Writer-director Alessandrini, famed for bashing the Great White Way in New York’s long-running “Forbidden Broadway” is finally taking on Hollywood.

Satirizing movies is hardly new ground--Carol Burnett has done it to perfection and “Saturday Night Live” has been sending up movies for years, often with the stars participating in the skewering.

But Alessandrini’s quirky humor is especially focused and sly. First, the two-hour show is devoted entirely to movies, stars and movie-making--from “The Wizard of Oz” to “Forrest Gump” and from Julie Andrews to Rosie Perez. There’s even a number about dueling versions of “Oklahoma!”--the one shot in 24-frames-per-second Cinemascope and the other in 30-frames-per-second Todd-AO.

As in “Forbidden Broadway,” his wildly versatile four-person cast sings 90% of its spoofs.

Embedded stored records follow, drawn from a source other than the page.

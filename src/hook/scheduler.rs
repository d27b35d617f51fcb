//! Debounced callback firing.
//!
//! Fired callbacks never run on the pump thread: each firing gets its own
//! short-lived thread, started after a small fixed delay. The delay absorbs
//! timing jitter between the combo's last key-up and OS delivery, and keeps
//! a callback that types synthetic text from racing its own trigger.

use std::panic::{catch_unwind, AssertUnwindSafe};
use std::sync::Arc;
use std::thread;
use std::time::Duration;

/// Shared user callback for a registered hotkey.
pub type Callback = Arc<dyn Fn() + Send + Sync + 'static>;

/// Invokes `callback` exactly once, `delay` from now, off the calling
/// thread. A panicking callback is caught and logged; it never unwinds
/// into the pump or poisons the registry.
pub fn schedule(delay: Duration, callback: Callback) {
    let spawned = thread::Builder::new()
        .name("hotkey-fire".to_owned())
        .spawn(move || {
            thread::sleep(delay);
            if catch_unwind(AssertUnwindSafe(|| callback())).is_err() {
                tracing::error!("hotkey callback panicked; engine continues");
            }
        });
    if let Err(e) = spawned {
        tracing::error!(error = %e, "failed to spawn hotkey fire thread");
    }
}

#[cfg(test)]
mod tests {
    use super::*;
    use std::sync::atomic::{AtomicUsize, Ordering};
    use std::sync::mpsc;
    use std::time::Instant;

    #[test]
    fn fires_exactly_once_after_delay() {
        let count = Arc::new(AtomicUsize::new(0));
        let (tx, rx) = mpsc::channel();
        let counter = Arc::clone(&count);
        let start = Instant::now();

        schedule(
            Duration::from_millis(20),
            Arc::new(move || {
                counter.fetch_add(1, Ordering::SeqCst);
                let _ = tx.send(Instant::now());
            }),
        );

        let fired_at = rx.recv_timeout(Duration::from_secs(2)).unwrap();
        assert!(fired_at.duration_since(start) >= Duration::from_millis(20));
        // Give a straggler duplicate a chance to show up.
        thread::sleep(Duration::from_millis(50));
        assert_eq!(count.load(Ordering::SeqCst), 1);
    }

    #[test]
    fn runs_off_the_calling_thread() {
        let (tx, rx) = mpsc::channel();
        schedule(
            Duration::from_millis(1),
            Arc::new(move || {
                let _ = tx.send(thread::current().id());
            }),
        );
        let fired_on = rx.recv_timeout(Duration::from_secs(2)).unwrap();
        assert_ne!(fired_on, thread::current().id());
    }

    #[test]
    fn panicking_callback_is_contained() {
        schedule(
            Duration::from_millis(1),
            Arc::new(|| panic!("callback blew up")),
        );
        // Nothing to assert beyond "the process survives"; the panic must
        // stay on the fire thread.
        thread::sleep(Duration::from_millis(50));
    }
}
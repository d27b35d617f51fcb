//! Stub backend for platforms without a synthetic-input API binding.

use tracing::warn;

use crate::hook::KeyId;

use super::InsertError;

pub(super) fn insert_text(_text: &str) -> Result<(), InsertError> {
    warn!("text insertion not supported on this platform");
    Err(InsertError::Unsupported)
}

pub(super) fn send_backspace() -> Result<(), InsertError> {
    warn!("backspace not supported on this platform");
    Err(InsertError::Unsupported)
}

pub(super) fn release_key(_key: KeyId) {}
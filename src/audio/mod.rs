//! Audio capture and output-volume control.

pub mod capture;
pub mod volume;

pub use capture::{AudioCapture, CaptureError};

/// Recording-session boundary consumed by the dictation session.
///
/// `start`/`stop` bracket one recording; `stop` yields the encoded WAV
/// bytes. The session treats the encoding as opaque.
#[cfg_attr(test, mockall::automock)]
pub trait Capture: Send {
    /// Begins capturing from the microphone.
    ///
    /// # Errors
    /// [`CaptureError`] if the stream cannot be resumed.
    fn start(&mut self) -> Result<(), CaptureError>;

    /// Stops capturing and returns the session as WAV bytes.
    ///
    /// # Errors
    /// [`CaptureError`] if the stream cannot be paused or encoding fails.
    fn stop(&mut self) -> Result<Vec<u8>, CaptureError>;

    /// Whether a recording session is in progress.
    fn is_active(&self) -> bool;
}
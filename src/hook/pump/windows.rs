//! Windows pump backend: `WH_KEYBOARD_LL` low-level keyboard hook.
//!
//! The hook procedure runs on the pump thread, inside the OS input path,
//! and must return quickly — it only decodes the record, hands it to the
//! registry dispatcher, and reports the swallow decision. Events carrying
//! `LLKHF_INJECTED` (our own `SendInput` output included) pass through
//! without touching any hotkey state.

use std::ffi::c_void;
use std::ptr;
use std::sync::atomic::{AtomicU64, Ordering};
use std::sync::mpsc;
use std::sync::{Mutex, PoisonError};
use std::thread;

use crate::hook::keys::KeyId;
use crate::hook::registry::Dispatcher;
use crate::hook::HotkeyError;

use super::{PumpHandle, RawKeyEvent};

const WH_KEYBOARD_LL: i32 = 13;
const HC_ACTION: i32 = 0;
const WM_KEYDOWN: u32 = 0x0100;
const WM_KEYUP: u32 = 0x0101;
const WM_SYSKEYDOWN: u32 = 0x0104;
const WM_SYSKEYUP: u32 = 0x0105;
const WM_QUIT: u32 = 0x0012;
const LLKHF_INJECTED: u32 = 0x0000_0010;

#[link(name = "user32")]
extern "system" {
    fn SetWindowsHookExW(
        id_hook: i32,
        lpfn: unsafe extern "system" fn(i32, usize, isize) -> isize,
        h_mod: *const c_void,
        dw_thread_id: u32,
    ) -> isize;
    fn UnhookWindowsHookEx(h_hook: isize) -> i32;
    fn CallNextHookEx(h_hook: isize, n_code: i32, w_param: usize, l_param: isize) -> isize;
    fn GetMessageW(
        lp_msg: *mut Msg,
        h_wnd: *const c_void,
        w_msg_filter_min: u32,
        w_msg_filter_max: u32,
    ) -> i32;
    fn TranslateMessage(lp_msg: *const Msg) -> i32;
    fn DispatchMessageW(lp_msg: *const Msg) -> isize;
    fn PostThreadMessageW(id_thread: u32, msg: u32, w_param: usize, l_param: isize) -> i32;
    fn GetCurrentThreadId() -> u32;
}

#[link(name = "kernel32")]
extern "system" {
    fn GetLastError() -> u32;
}

#[repr(C)]
#[derive(Default)]
struct Msg {
    hwnd: usize,
    message: u32,
    w_param: usize,
    l_param: isize,
    time: u32,
    pt_x: i32,
    pt_y: i32,
}

#[repr(C)]
struct KbdLlHookStruct {
    vk_code: u32,
    scan_code: u32,
    flags: u32,
    time: u32,
    dw_extra_info: usize,
}

/// The hook procedure has no user-data parameter, so live dispatchers are
/// parked here. Each entry is tagged with its pump's generation: an
/// exiting pump thread removes only its own entry, so a detached pump
/// that finally unwinds cannot disable a newer one, and two registries
/// with separate pumps both keep dispatching.
static ACTIVE: Mutex<Vec<(u64, Dispatcher)>> = Mutex::new(Vec::new());
static NEXT_GENERATION: AtomicU64 = AtomicU64::new(0);

fn active_lock() -> std::sync::MutexGuard<'static, Vec<(u64, Dispatcher)>> {
    ACTIVE.lock().unwrap_or_else(PoisonError::into_inner)
}

fn register_dispatcher(generation: u64, dispatcher: Dispatcher) {
    active_lock().push((generation, dispatcher));
}

fn unregister_dispatcher(generation: u64) {
    active_lock().retain(|(owner, _)| *owner != generation);
}

unsafe extern "system" fn hook_proc(n_code: i32, w_param: usize, l_param: isize) -> isize {
    if n_code == HC_ACTION {
        // SAFETY: for WH_KEYBOARD_LL with HC_ACTION, l_param points to a
        // live KBDLLHOOKSTRUCT for the duration of the call.
        let record = unsafe { &*(l_param as *const KbdLlHookStruct) };
        let message = w_param as u32;
        let injected = record.flags & LLKHF_INJECTED != 0;

        if !injected {
            let event = RawKeyEvent {
                key: KeyId::from_raw(record.vk_code),
                down: matches!(message, WM_KEYDOWN | WM_SYSKEYDOWN),
                up: matches!(message, WM_KEYUP | WM_SYSKEYUP),
                injected: false,
            };
            // Clone out so no dispatch runs under the slot lock. With two
            // hooks installed every pump sees the event through each
            // proc; the state machines are idempotent per transition, so
            // the duplicate delivery changes nothing.
            let dispatchers: Vec<Dispatcher> = active_lock()
                .iter()
                .map(|(_, dispatcher)| dispatcher.clone())
                .collect();
            let mut swallow = false;
            for dispatcher in &dispatchers {
                swallow |= dispatcher.dispatch(event);
            }
            if swallow {
                // Nonzero stops propagation to every later hook and the
                // focused application.
                return 1;
            }
        }
    }
    unsafe { CallNextHookEx(0, n_code, w_param, l_param) }
}

pub(super) fn spawn(dispatcher: Dispatcher) -> Result<PumpHandle, HotkeyError> {
    let (ready_tx, ready_rx) = mpsc::channel();
    let (done_tx, done_rx) = mpsc::channel();

    let join = thread::Builder::new()
        .name("hotkey-pump".to_owned())
        .spawn(move || {
            let generation = NEXT_GENERATION.fetch_add(1, Ordering::Relaxed);
            register_dispatcher(generation, dispatcher);

            // SAFETY: hook_proc matches the LowLevelKeyboardProc contract;
            // a null module handle is valid for low-level hooks.
            let hook = unsafe { SetWindowsHookExW(WH_KEYBOARD_LL, hook_proc, ptr::null(), 0) };
            if hook == 0 {
                let code = unsafe { GetLastError() };
                unregister_dispatcher(generation);
                let _ = ready_tx.send(Err(code));
                let _ = done_tx.send(());
                return;
            }

            let thread_id = unsafe { GetCurrentThreadId() };
            let _ = ready_tx.send(Ok(thread_id));
            tracing::info!(thread_id, "keyboard hook installed");

            let mut msg = Msg::default();
            loop {
                // Blocks until the OS delivers input or WM_QUIT arrives;
                // GetMessageW returns 0 for WM_QUIT.
                let ret = unsafe { GetMessageW(&mut msg, ptr::null(), 0, 0) };
                if ret <= 0 {
                    break;
                }
                unsafe {
                    TranslateMessage(&msg);
                    DispatchMessageW(&msg);
                }
            }

            // Skipping this leaks the hook for the life of the process.
            if unsafe { UnhookWindowsHookEx(hook) } == 0 {
                tracing::error!("UnhookWindowsHookEx failed; hook may be leaked");
            }
            unregister_dispatcher(generation);
            tracing::info!("keyboard hook removed");
            let _ = done_tx.send(());
        })
        .map_err(|e| HotkeyError::HookInstall(e.to_string()))?;

    match ready_rx.recv() {
        Ok(Ok(thread_id)) => Ok(PumpHandle::new(
            move || {
                // Wakes GetMessageW so the loop can exit.
                // SAFETY: posting to a thread id is always safe; a stale id
                // is a no-op failure.
                unsafe {
                    PostThreadMessageW(thread_id, WM_QUIT, 0, 0);
                }
            },
            done_rx,
            join,
        )),
        Ok(Err(code)) => {
            let _ = join.join();
            Err(HotkeyError::HookInstall(format!(
                "SetWindowsHookExW failed (os error {code})"
            )))
        }
        Err(_) => {
            let _ = join.join();
            Err(HotkeyError::HookInstall(
                "pump thread exited before reporting readiness".to_owned(),
            ))
        }
    }
}
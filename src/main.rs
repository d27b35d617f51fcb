use std::time::Duration;

use anyhow::Result;

use voicekey::app::{DictationSession, SystemOutput};
use voicekey::audio::AudioCapture;
use voicekey::config::Config;
use voicekey::hook::HotkeyRegistry;
use voicekey::telemetry;
use voicekey::transcription::OpenAiTranscriber;

#[tokio::main]
async fn main() -> Result<()> {
    // Load configuration
    let config = Config::load()?;
    println!("✓ Config loaded from ~/.voicekey.toml");

    // Initialize telemetry
    telemetry::init(config.telemetry.enabled, &config.telemetry.log_path)?;
    tracing::info!("voicekey starting");
    println!("✓ Telemetry initialized");

    // Collaborators
    let transcriber = OpenAiTranscriber::from_env(&config.transcription)?;
    println!("✓ Transcription client ready ({})", config.transcription.model);

    let capture = AudioCapture::new(&config.audio)?;
    println!("✓ Audio capture initialized");

    // Hotkey engine
    let registry = HotkeyRegistry::global().clone();
    registry.set_fire_delay(Duration::from_millis(config.hotkey.debounce_ms));

    let session = DictationSession::new(
        registry.clone(),
        &config,
        Box::new(capture),
        Box::new(transcriber),
        Box::new(SystemOutput),
    )?;
    session.activate()?;
    println!("✓ Hotkey registered: {}", config.hotkey.combo);

    tracing::info!(combo = %config.hotkey.combo, "dictation ready");
    println!("\nVoicekey is running. Hold and release the hotkey to dictate.");
    println!("Press Ctrl+C to exit.\n");

    tokio::signal::ctrl_c().await?;
    tracing::info!("shutdown signal received");
    println!("\nShutting down...");

    registry.remove_all();
    Ok(())
}
//! Blocking client for the OpenAI audio transcription endpoint.

use std::env;
use std::time::Duration;

use reqwest::blocking::multipart::{Form, Part};
use reqwest::blocking::Client;
use tracing::{debug, info};

use crate::config::TranscriptionConfig;

use super::{Transcribe, TranscriptionError};

const DEFAULT_BASE_URL: &str = "https://api.openai.com/v1";

/// Upper bound on one transcription round trip. Recordings are capped at
/// 30 seconds, so anything slower than this is a stuck connection.
const REQUEST_TIMEOUT: Duration = Duration::from_secs(60);

/// Speech-to-text via the hosted transcription API.
pub struct OpenAiTranscriber {
    client: Client,
    api_key: String,
    base_url: String,
    model: String,
    language: String,
    prompt: String,
}

impl OpenAiTranscriber {
    /// Builds a client with the API key read from the environment variable
    /// named in `config`.
    ///
    /// # Errors
    /// [`TranscriptionError::MissingApiKey`] if the variable is unset or
    /// empty; [`TranscriptionError::Http`] if the HTTP client cannot be
    /// built.
    pub fn from_env(config: &TranscriptionConfig) -> Result<Self, TranscriptionError> {
        let api_key = env::var(&config.api_key_env)
            .ok()
            .filter(|key| !key.trim().is_empty())
            .ok_or_else(|| TranscriptionError::MissingApiKey(config.api_key_env.clone()))?;
        Self::new(api_key, DEFAULT_BASE_URL, config)
    }

    fn new(
        api_key: String,
        base_url: &str,
        config: &TranscriptionConfig,
    ) -> Result<Self, TranscriptionError> {
        let client = Client::builder().timeout(REQUEST_TIMEOUT).build()?;
        info!(model = %config.model, language = %config.language, "transcription client ready");
        Ok(Self {
            client,
            api_key,
            base_url: base_url.trim_end_matches('/').to_owned(),
            model: config.model.clone(),
            language: config.language.clone(),
            prompt: config.prompt.clone(),
        })
    }
}

impl Transcribe for OpenAiTranscriber {
    fn transcribe(&self, wav_bytes: &[u8]) -> Result<String, TranscriptionError> {
        debug!(wav_len = wav_bytes.len(), "uploading recording");

        let file = Part::bytes(wav_bytes.to_vec())
            .file_name("audio.wav")
            .mime_str("audio/wav")?;
        let form = Form::new()
            .part("file", file)
            .text("model", self.model.clone())
            .text("language", self.language.clone())
            .text("response_format", "text")
            .text("prompt", self.prompt.clone());

        let response = self
            .client
            .post(format!("{}/audio/transcriptions", self.base_url))
            .bearer_auth(&self.api_key)
            .multipart(form)
            .send()?;

        let status = response.status();
        let body = response.text()?;
        if !status.is_success() {
            return Err(TranscriptionError::Api {
                status: status.as_u16(),
                body,
            });
        }

        let text = body.trim().to_owned();
        info!(text_len = text.len(), "transcription received");
        Ok(text)
    }
}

And finally, there’s his particularly twisted point of view. Alessandrini’s take on “Pulp Fiction,” for example, has the characters singing “Make ‘Em Bleed” to the tune of “Make ‘Em Laugh”--and slipping in the idea that today’s gunfire scenes are just a substitute for old-time song-and-dance routines.

“I’ve been wanting to do this for a long time,” Alessandrini says. He has just finished out-of-town tryouts at San Diego’s Theatre in Old Town and is facing the beginning of tech rehearsals in L.A. “I love movies as much as I do theater. I don’t really separate them in my mind.”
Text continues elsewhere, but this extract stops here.